**Your objective:** Report each line of the entries below that has the word "plaintext" in it.

**Stored data entries:**
=== Begin Enclosure ===
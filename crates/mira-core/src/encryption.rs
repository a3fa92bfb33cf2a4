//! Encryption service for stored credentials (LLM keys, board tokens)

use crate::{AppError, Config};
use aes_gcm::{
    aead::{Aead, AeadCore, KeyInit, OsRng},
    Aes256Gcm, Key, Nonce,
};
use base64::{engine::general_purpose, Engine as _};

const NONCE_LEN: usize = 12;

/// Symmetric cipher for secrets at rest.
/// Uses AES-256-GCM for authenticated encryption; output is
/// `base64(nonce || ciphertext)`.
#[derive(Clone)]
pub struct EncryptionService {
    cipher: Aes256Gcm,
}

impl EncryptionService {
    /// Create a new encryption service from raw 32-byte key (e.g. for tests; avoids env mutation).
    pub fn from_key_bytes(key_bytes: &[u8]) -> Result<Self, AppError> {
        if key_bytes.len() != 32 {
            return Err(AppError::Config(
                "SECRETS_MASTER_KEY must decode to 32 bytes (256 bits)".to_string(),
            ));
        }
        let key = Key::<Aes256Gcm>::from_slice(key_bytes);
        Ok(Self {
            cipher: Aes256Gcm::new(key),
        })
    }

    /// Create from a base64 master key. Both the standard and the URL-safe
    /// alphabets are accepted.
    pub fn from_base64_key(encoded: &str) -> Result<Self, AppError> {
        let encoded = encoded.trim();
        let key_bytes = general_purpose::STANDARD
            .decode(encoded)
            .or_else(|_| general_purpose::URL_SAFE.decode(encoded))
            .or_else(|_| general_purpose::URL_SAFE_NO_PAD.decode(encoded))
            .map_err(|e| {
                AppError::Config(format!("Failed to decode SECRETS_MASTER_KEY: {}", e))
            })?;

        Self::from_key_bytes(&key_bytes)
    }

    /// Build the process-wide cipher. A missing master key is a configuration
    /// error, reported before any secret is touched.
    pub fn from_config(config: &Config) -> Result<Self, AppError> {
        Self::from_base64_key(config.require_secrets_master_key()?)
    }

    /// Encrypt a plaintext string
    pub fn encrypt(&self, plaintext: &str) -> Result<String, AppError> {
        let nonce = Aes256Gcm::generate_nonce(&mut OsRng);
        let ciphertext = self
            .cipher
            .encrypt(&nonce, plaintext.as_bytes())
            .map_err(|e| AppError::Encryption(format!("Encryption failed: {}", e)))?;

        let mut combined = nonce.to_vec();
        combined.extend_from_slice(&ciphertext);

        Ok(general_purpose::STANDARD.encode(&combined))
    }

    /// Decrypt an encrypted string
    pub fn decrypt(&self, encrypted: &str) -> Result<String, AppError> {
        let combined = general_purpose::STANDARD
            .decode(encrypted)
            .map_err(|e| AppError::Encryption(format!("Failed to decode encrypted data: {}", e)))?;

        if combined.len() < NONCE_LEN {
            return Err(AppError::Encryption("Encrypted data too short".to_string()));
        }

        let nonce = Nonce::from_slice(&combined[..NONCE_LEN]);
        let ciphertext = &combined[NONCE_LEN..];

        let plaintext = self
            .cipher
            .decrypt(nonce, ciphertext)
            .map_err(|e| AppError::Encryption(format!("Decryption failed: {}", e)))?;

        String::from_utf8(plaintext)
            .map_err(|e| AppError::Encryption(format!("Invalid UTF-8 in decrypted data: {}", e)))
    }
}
=== End Enclosure ===
**Response for this exercise:**
    /// Encrypt a plaintext string
    pub fn encrypt(&self, plaintext: &str) -> Result<String, AppError> {
            .encrypt(&nonce, plaintext.as_bytes())
        let plaintext = self
        String::from_utf8(plaintext)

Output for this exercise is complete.